DEFND-seq applied to cryopreserved GBM tumor sample. (a) UMAP embedding of gene expression data colored by unsupervised clustering. (b) Same as (a) but colored by expression of MOBP. (c) Differentially expressed genes for each cluster in (a). (d) Single-cell distributions of the log-ratio of the average unique fragements/100 kb bin detected in a focally deleted region containing PTEN to the average unique fragments/100 kb bin for Chr. 10 for each cluster in (a) showing focal deletion in clusters 1–6. Bars indicate the medians of each cluster. (e) Same as (d) but for a focally amplified region containing MYCN relative to Chr. 2 showing focal amplification in clusters 1–6. (f) Same as (e) but for a focally amplified region containing CDK4 relative to Chr. 12 showing amplification in clusters 1–6. (g) – (i) Nuclei from (a) colored by genomic log fold change in the CNV-containing regions corresponding to (g) PTEN, (h) MYCN, and (i) CDK4. (j) – (l) Nuclei from (a) colored by mRNA expression (log counts-per-thousand) for (j) PTEN, (k) MYCN, and (l) CDK4. (m) Read count pileup of every base along selected genomic regions for all transformed cells.

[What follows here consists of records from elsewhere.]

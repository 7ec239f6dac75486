//! Field-level envelope decryption.
//!
//! The lens backend replaces a few record fields (prompt text, model
//! identifiers, token limits) with a JSON envelope before transmission:
//!
//! ```text
//! {"key":"<hex>","iv":"<hex, 16 bytes>","encryptedData":"<hex>"}
//! ```
//!
//! The ciphertext is AES-CBC with PKCS#7 padding; the key size selects
//! AES-128 (16 bytes) or AES-256 (32 bytes).
//!
//! # Security note
//!
//! The key travels in the same payload as the ciphertext it unlocks. This is
//! obfuscation against casual inspection, not confidentiality. The wire shape
//! is kept as-is because the backend and dashboard depend on it; do not build
//! anything on the assumption that envelope contents are secret.
//!
//! This module is free of HTTP and upstream dependencies.

pub mod cipher;
pub mod decryptor;
pub mod envelope;

pub use cipher::{CbcBackend, RustCryptoCbc};
pub use decryptor::FieldDecryptor;
pub use envelope::{Envelope, EnvelopeError};
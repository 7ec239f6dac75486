//! In-memory [`LensSource`] for handler and router tests.

use std::time::Duration;

use super::{FetchFuture, LensSource, UpstreamError};
use crate::lens::RawLens;

/// Serves a fixed list, or fails every fetch with a fixed HTTP status.
pub(crate) struct MemorySource {
    records: Vec<RawLens>,
    fail_status: Option<u16>,
    delay: Option<Duration>,
}

impl MemorySource {
    pub(crate) fn new(records: Vec<RawLens>) -> Self {
        Self {
            records,
            fail_status: None,
            delay: None,
        }
    }

    /// Serves `records` after sleeping for `delay`.
    pub(crate) fn slow(records: Vec<RawLens>, delay: Duration) -> Self {
        Self {
            delay: Some(delay),
            ..Self::new(records)
        }
    }

    pub(crate) fn failing(status: u16) -> Self {
        Self {
            records: Vec::new(),
            fail_status: Some(status),
            delay: None,
        }
    }
}

impl LensSource for MemorySource {
    fn fetch_all(&self) -> FetchFuture<'_> {
        let result = match self.fail_status {
            Some(status) => Err(UpstreamError::Status(status)),
            None => Ok(self.records.clone()),
        };
        let delay = self.delay;
        Box::pin(async move {
            if let Some(d) = delay {
                tokio::time::sleep(d).await;
            }
            result
        })
    }
}
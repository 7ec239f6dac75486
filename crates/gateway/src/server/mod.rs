//! Axum HTTP server, routing, and middleware.
//!
//! # Responsibilities
//! - Define the Axum router with all routes and shared middleware.
//! - Inject shared application state (`AppState`) into handlers.
//! - Map module errors onto the JSON [`common::protocol::ErrorResponse`] body.

pub mod handlers;
pub mod middleware;
pub mod router;
pub mod state;
//! Axum middleware layers applied to the router.
//!
//! Includes request tracing, timeout enforcement, response compression, and
//! a request body cap.

use std::time::Duration;

/// Default per-request timeout applied to all routes.
pub const DEFAULT_REQUEST_TIMEOUT: Duration = Duration::from_secs(30);

/// Largest request body accepted, sized for a full lens list on `POST /lenses/decode`.
pub const MAX_REQUEST_BODY_BYTES: usize = 16 * 1024 * 1024;
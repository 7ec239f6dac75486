//! [`FieldDecryptor`]: the single implementation of the field decryption contract.
//!
//! `decrypt(value) -> plaintext`. Anything that is not a decryptable envelope
//! comes back unchanged; the function never fails past its boundary.

use serde_json::Value;
use tracing::{debug, warn};

use super::cipher::{CbcBackend, RustCryptoCbc, BLOCK_LEN};
use super::envelope::{Envelope, EnvelopeError};

/// Decrypts envelope-encoded field values.
///
/// Stateless apart from the backend, which is itself stateless; a single
/// instance can be shared across tasks and threads.
#[derive(Debug, Clone, Default)]
pub struct FieldDecryptor<B = RustCryptoCbc> {
    backend: B,
}

impl FieldDecryptor {
    /// Create a decryptor backed by [`RustCryptoCbc`].
    pub fn new() -> Self {
        Self::default()
    }
}

impl<B: CbcBackend> FieldDecryptor<B> {
    /// Create a decryptor over a specific block primitive.
    pub fn with_backend(backend: B) -> Self {
        Self { backend }
    }

    /// Decrypt `value`, reporting why it could not be opened.
    ///
    /// # Errors
    ///
    /// Returns [`EnvelopeError`] for a value that is not an envelope, has bad
    /// hex or sizes, fails padding, or decrypts to non-UTF-8 bytes.
    pub fn try_decrypt(&self, value: &str) -> Result<String, EnvelopeError> {
        let decoded = Envelope::parse(value)?.decode()?;
        let plaintext = self
            .backend
            .decrypt(&decoded.key, &decoded.iv, &decoded.ciphertext)?;
        String::from_utf8(plaintext).map_err(|_| EnvelopeError::Utf8)
    }

    /// Decrypt `value`, falling back to the original string on any failure.
    ///
    /// The empty string is returned as-is without touching the cipher.
    pub fn decrypt(&self, value: &str) -> String {
        if value.is_empty() {
            return String::new();
        }
        match self.try_decrypt(value) {
            Ok(plaintext) => plaintext,
            Err(e) if e.is_not_envelope() => {
                debug!("field is not an envelope; passing through");
                value.to_owned()
            }
            Err(e) => {
                warn!(error = %e, "field decryption failed; passing original value through");
                value.to_owned()
            }
        }
    }

    /// Decrypt a JSON field value if it looks encrypted.
    ///
    /// Only strings starting with `{` are considered; numbers, booleans,
    /// nulls and plain strings are returned unchanged.
    pub fn decrypt_value(&self, value: Value) -> Value {
        match value {
            Value::String(s) if s.starts_with('{') => Value::String(self.decrypt(&s)),
            other => other,
        }
    }

    /// Encrypt `plaintext` into a wire envelope.
    ///
    /// The gateway never re-encrypts on a request path; this exists to build
    /// fixtures that match what the lens backend emits.
    ///
    /// # Errors
    ///
    /// Returns [`EnvelopeError::InvalidKeyLength`] for a key that is not 16 or 32 bytes.
    pub fn encrypt_field(
        &self,
        plaintext: &str,
        key: &[u8],
        iv: &[u8; BLOCK_LEN],
    ) -> Result<Envelope, EnvelopeError> {
        let ciphertext = self.backend.encrypt(key, iv, plaintext.as_bytes())?;
        Ok(Envelope::from_parts(key, iv, &ciphertext))
    }
}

PTEN, MYCN, and CDK4 regions are presented along with a selection of genes located in the sampled window.

Figure 5:

SNP and SNV detection. (a) Sequencing saturation analysis of the number of unique fragments per nucleus for a GBM DEFND-seq library sequenced on an Illumina NovaSeq 6000, and on an Element Aviti. (b) Sequencing saturation analysis of the transcription start site enrichment for a library sequenced on both Illumina NovaSeq 6000 and Element Aviti sequencers. (c) Insert size distribution for the GBM library sequenced on Illumina NovaSeq 6000 and Element Aviti sequencers. (d) PREX1 genomic mutation detection projected on a UMAP derived from the gene expression dataset. (e) Same as (d) but colored by PREX1 expression. (f) PREX1 variant allele frequency and average expression of PREX1 in astrocyte-like, proliferating, and proneural clusters. (g) Integrated genomic viewer (IGV) style plots of the transformed cells showing exonic regions of PREX1, coverage, and the location of the SNV. The SNV is magnified to show the missense mutation and affected amino acid. Individual reads are shown for both the Illumina NovaSeq 6000 and Element Aviti sequencers and each read is colored by cell of origin (cell barcode). (h) Same as (g) but for the p.P72R mutation on TP53.